The “job” of school principal, it turns out,
has evolved into an overwhelming, hydra-like phenomenon that
requires knowledge and skills that many school principals
simply do not have. Nevertheless, observes Dr. Gerald N.
Tirozzi, executive director of the National Association of
Secondary School Principals (NASSP), the school principal
is “held responsible for just about everything under
the sun.” S/he is weighed down by a staggering array
of responsibilities without corresponding authority over
basic issues such as hiring and firing, school budgets, curriculums,
bonuses, and training. Moreover, the process by which individuals
aspire to become principals and the preparation they receive
to do the job are widely regarded as deeply flawed.

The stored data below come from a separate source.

//! Decoded images ready for upload.

use image::imageops::FilterType;
use image::{DynamicImage, GenericImageView};
use scene::config::TextureConfig;

use crate::error::ViewerError;

/// Which texture binding an image feeds.
#[derive(Debug, Copy, Clone, PartialEq, Eq, Hash)]
pub enum TextureSlot {
    GlobeMap,
    GlobeBump,
    GlobeSpecular,
    Starfield,
    MarkerSprite,
}

impl TextureSlot {
    pub const ALL: [TextureSlot; 5] = [
        TextureSlot::GlobeMap,
        TextureSlot::GlobeBump,
        TextureSlot::GlobeSpecular,
        TextureSlot::Starfield,
        TextureSlot::MarkerSprite,
    ];

    pub fn url(self, config: &TextureConfig) -> &str {
        match self {
            TextureSlot::GlobeMap => &config.globe_map,
            TextureSlot::GlobeBump => &config.globe_bump,
            TextureSlot::GlobeSpecular => &config.globe_specular,
            TextureSlot::Starfield => &config.starfield,
            TextureSlot::MarkerSprite => &config.marker_sprite,
        }
    }

    /// Color data is sampled in sRGB; height and mask maps are linear.
    pub fn is_srgb(self) -> bool {
        matches!(
            self,
            TextureSlot::GlobeMap | TextureSlot::Starfield | TextureSlot::MarkerSprite
        )
    }

    /// Drawn until the real image arrives.
    pub fn placeholder(self) -> TextureData {
        match self {
            // Flat height, no specular mask.
            TextureSlot::GlobeBump | TextureSlot::GlobeSpecular => {
                TextureData::solid_color([0, 0, 0, 255], "placeholder")
            }
            TextureSlot::Starfield => TextureData::solid_color([0, 0, 0, 255], "placeholder"),
            TextureSlot::GlobeMap | TextureSlot::MarkerSprite => {
                TextureData::solid_color([255, 255, 255, 255], "placeholder")
            }
        }
    }
}

/// Tightly packed RGBA8 pixels.
#[derive(Debug, Clone, PartialEq)]
pub struct TextureData {
    pub width: u32,
    pub height: u32,
    pub data: Vec<u8>,
    pub name: String,
}

impl TextureData {
    /// Decode a PNG or JPEG, shrinking it to fit `max_dimension` on both axes.
    pub fn from_bytes(bytes: &[u8], name: &str, max_dimension: u32) -> Result<Self, ViewerError> {
        let img = image::load_from_memory(bytes).map_err(|e| ViewerError::Texture {
            name: name.to_string(),
            message: e.to_string(),
        })?;
        Ok(Self::from_image(fit_within(img, max_dimension), name))
    }

    fn from_image(img: DynamicImage, name: &str) -> Self {
        let (width, height) = img.dimensions();
        Self {
            width,
            height,
            data: img.to_rgba8().into_raw(),
            name: name.to_string(),
        }
    }

    pub fn solid_color(color: [u8; 4], name: &str) -> Self {
        Self {
            width: 1,
            height: 1,
            data: color.to_vec(),
            name: name.to_string(),
        }
    }

    pub fn bytes_per_row(&self) -> u32 {
        self.width * 4
    }
}

fn fit_within(img: DynamicImage, max_dimension: u32) -> DynamicImage {
    let (w, h) = img.dimensions();
    let max_dimension = max_dimension.max(1);
    if w <= max_dimension && h <= max_dimension {
        return img;
    }
    // `resize` keeps the aspect ratio inside the bounding box.
    img.resize(max_dimension, max_dimension, FilterType::Triangle)
}

#[cfg(test)]
mod tests {
    use super::{TextureData, TextureSlot};
    use image::{ImageFormat, RgbaImage};
    use pretty_assertions::assert_eq;
    use scene::config::TextureConfig;
    use std::io::Cursor;

    fn png(width: u32, height: u32) -> Vec<u8> {
        let img = RgbaImage::from_pixel(width, height, image::Rgba([10, 20, 30, 255]));
        let mut out = Cursor::new(Vec::new());
        img.write_to(&mut out, ImageFormat::Png).unwrap();
        out.into_inner()
    }

    #[test]
    fn decodes_png_to_rgba() {
        let tex = TextureData::from_bytes(&png(4, 2), "tiny", 2048).unwrap();
        assert_eq!((tex.width, tex.height), (4, 2));
        assert_eq!(tex.data.len(), 4 * 2 * 4);
        assert_eq!(&tex.data[..4], &[10, 20, 30, 255]);
        assert_eq!(tex.bytes_per_row(), 16);
    }

    #[test]
    fn oversized_images_are_shrunk() {
        let tex = TextureData::from_bytes(&png(64, 32), "wide", 16).unwrap();
        assert_eq!((tex.width, tex.height), (16, 8));
        assert_eq!(tex.data.len(), 16 * 8 * 4);
    }

    #[test]
    fn garbage_is_an_error() {
        let err = TextureData::from_bytes(b"not an image", "broken", 16).unwrap_err();
        assert!(err.to_string().starts_with("texture broken:"));
    }

    #[test]
    fn slots_map_to_configured_urls() {
        let config = TextureConfig::default();
        assert_eq!(TextureSlot::GlobeBump.url(&config), "images/elev_bump_4k.jpg");
        assert_eq!(TextureSlot::MarkerSprite.url(&config), "images/disc.png");
        assert!(TextureSlot::GlobeMap.is_srgb());
        assert!(!TextureSlot::GlobeSpecular.is_srgb());
        for slot in TextureSlot::ALL {
            assert_eq!(slot.placeholder().data.len(), 4);
        }
    }
}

“In the corporate world,” says Tirozzi, “leadership
is never an afterthought.” Corporate boards seek the
most capable leader they can find. It is rare indeed that
a corporate board regards a person who has earned an MBA
as an automatic candidate for CEO. Yet as recently as ten
years ago, according to Daniel Fallon, chair of the Education
Division of Carnegie Corporation, the typical “path” to
becoming a school principal has largely consisted of the
aspiring principal—self-selected, usually male, and
more often a former athlete or coach—taking a set of
courses at night to obtain “certification.” For
the principal whose management skills and experience were
largely limited to managing high school athletic teams, there
could be little certainty that he knew and understood what
was demanded of him in this extremely complex leadership
role. That was then. Now, according to Fallon, principal
preparation is “a rapidly moving field. It is vastly
different today than it was ten years ago, and it will continue
to be different tomorrow.”
Even so, unlike other professions, the current practice
still offers no “internship” or in-training apprenticeship
for principals. As a result, the newly “certified” principal
is in for a rude awakening that first day on the job. Certainly
school principals receive greater financial compensation
than teachers. However, as Fallon points out, “They
work eleven months, not nine, and they have a hell of a lot
more headaches.” Much of the 12-to-15 hours a day the
new principal spends at work will be consumed dealing with
vending machines and broken furnaces, and a wide range of
problems including school safety, nutrition, health, housing,
employment, drugs, and violence. And, yes, says Gerald Tirozzi,
in the remaining time, the principal will keep an eye on
the Adequate Yearly Progress (AYP) report, the No Child Left
Behind (NCLB) linchpin that requires schools to “show
significant progress in student achievement as measured by
their states’ proficiency tests.” Moreover, according
to Tirozzi, there is that proverbial elephant in the room—the
glaring, seemingly intractable “issue of equity in
this country.” There are “two Americas,” says
Tirozzi, and only one of them has a focus on instruction.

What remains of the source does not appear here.